At the moment, the Hi-C sequence data is layered on following the use of CPT-seq to further improve a given de novo assembly. Ideally though, Shendure noted that it would be advantageous to be able to perform both types of analysis and assembly simultaneously.
The fragScaff software has been designed to deal fairly specifically with data from CPT-seq experiments, though Shendure pointed out that it may also be useful for dealing with sequence data produced using any approach that involves large numbers of clone dilution pools.
Though fragScaff does demand another form of sequence data, he noted that the amount of CPT-seq needed to significantly bolster an assembly's contiguity is relatively minor compared to the sequencing horsepower behind the original input assembly.
Likewise, a modest amount of additional CPT-seq makes it possible to obtain haplotyping information that would otherwise require more complicated computational or experimental phasing.
When using CPT-seq data for phasing in their current experiments, Illumina's Steemers said, he and his team are generating roughly 60 billion bases of extra sequence to make haplotyping sense of a variant call file produced from a human genome sequenced to the standard depth of 30-fold coverage, which itself requires roughly 100 billion bases of Illumina sequence.
In their proof-of-principle experiments in Nature Genetics, the researchers were able to achieve haplotyping blocks spanning up to a million bases or so, with around one to two "long-switch" errors occurring per 10 million bases, on average.
Their experiments using DNA from a HapMap trio with well-characterized haplotype patterns suggest that CPT-seq in combination with variant call files from genome sequence data can phase more than 95 percent of SNPs genome-wide.
A fraction of variants are still missed, which the study's authors attributed to factors such as biases introduced during PCR amplification, other stages of the library prep process, or sequencing itself.
Steemers noted that the Illumina-developed CPT-seq method has been patented and available for potential commercial development.
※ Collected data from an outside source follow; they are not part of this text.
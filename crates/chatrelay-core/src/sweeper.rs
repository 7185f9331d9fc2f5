//! Background eviction of expired cache entries.
//!
//! Expired entries are already invisible to readers; the sweeper only keeps
//! the maps from growing with users who never come back.

use std::sync::Arc;
use std::time::Duration;

use tokio::task::JoinHandle;
use tokio_util::sync::CancellationToken;

use crate::quota::QuotaTracker;
use crate::session::SessionStore;

/// Spawn a task that sweeps both stores every `every` until `cancel` fires.
pub fn spawn_sweeper(
    sessions: Arc<SessionStore>,
    quota: Arc<QuotaTracker>,
    every: Duration,
    cancel: CancellationToken,
) -> JoinHandle<()> {
    tokio::spawn(async move {
        let mut ticker = tokio::time::interval(every);
        ticker.set_missed_tick_behavior(tokio::time::MissedTickBehavior::Delay);

        loop {
            tokio::select! {
                _ = cancel.cancelled() => {
                    tracing::debug!("cache sweeper stopped");
                    break;
                }
                _ = ticker.tick() => {
                    let sessions_evicted = sessions.sweep_expired();
                    let quotas_evicted = quota.sweep_expired();
                    if sessions_evicted + quotas_evicted > 0 {
                        tracing::debug!(
                            sessions_evicted,
                            quotas_evicted,
                            sessions_live = sessions.len(),
                            quotas_live = quota.len(),
                            "swept expired cache entries"
                        );
                    }
                }
            }
        }
    })
}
The price tag for CPT-seq is still somewhat unclear since the method is currently done through a research protocol, he said, but is expected to remain relatively inexpensive given the simplicity associated with each step in the protocol.
Data generated from CPT-seq experiments can either be fed into custom haplotyping software or into software such as fragScaff for genome assembly. Shendure's team has so far had limited success in trying to combine the two applications into a single analysis, though he hopes to see the further experimental and analytical development aimed at outputting haplotype-resolved diploid de novo assemblies from an amalgamated pipeline.
In the nearer future, Steemers said the team is collaborating with several groups to test and validate the use of CPT-seq for phasing genomes in the clinical research setting. They are also interested in further streamlining the CPT-seq workflow and coming up with additional applications for the approach such as phasing for particular parts of the genome.
"We believe that the method is applicable to targeted phasing applications as well," Steemers said, adding that "[t]his could be of great interest to the clinical research market, particularly in [human leukocyte antigen] and [Illumina's VeraCode ADME panel] sequencing."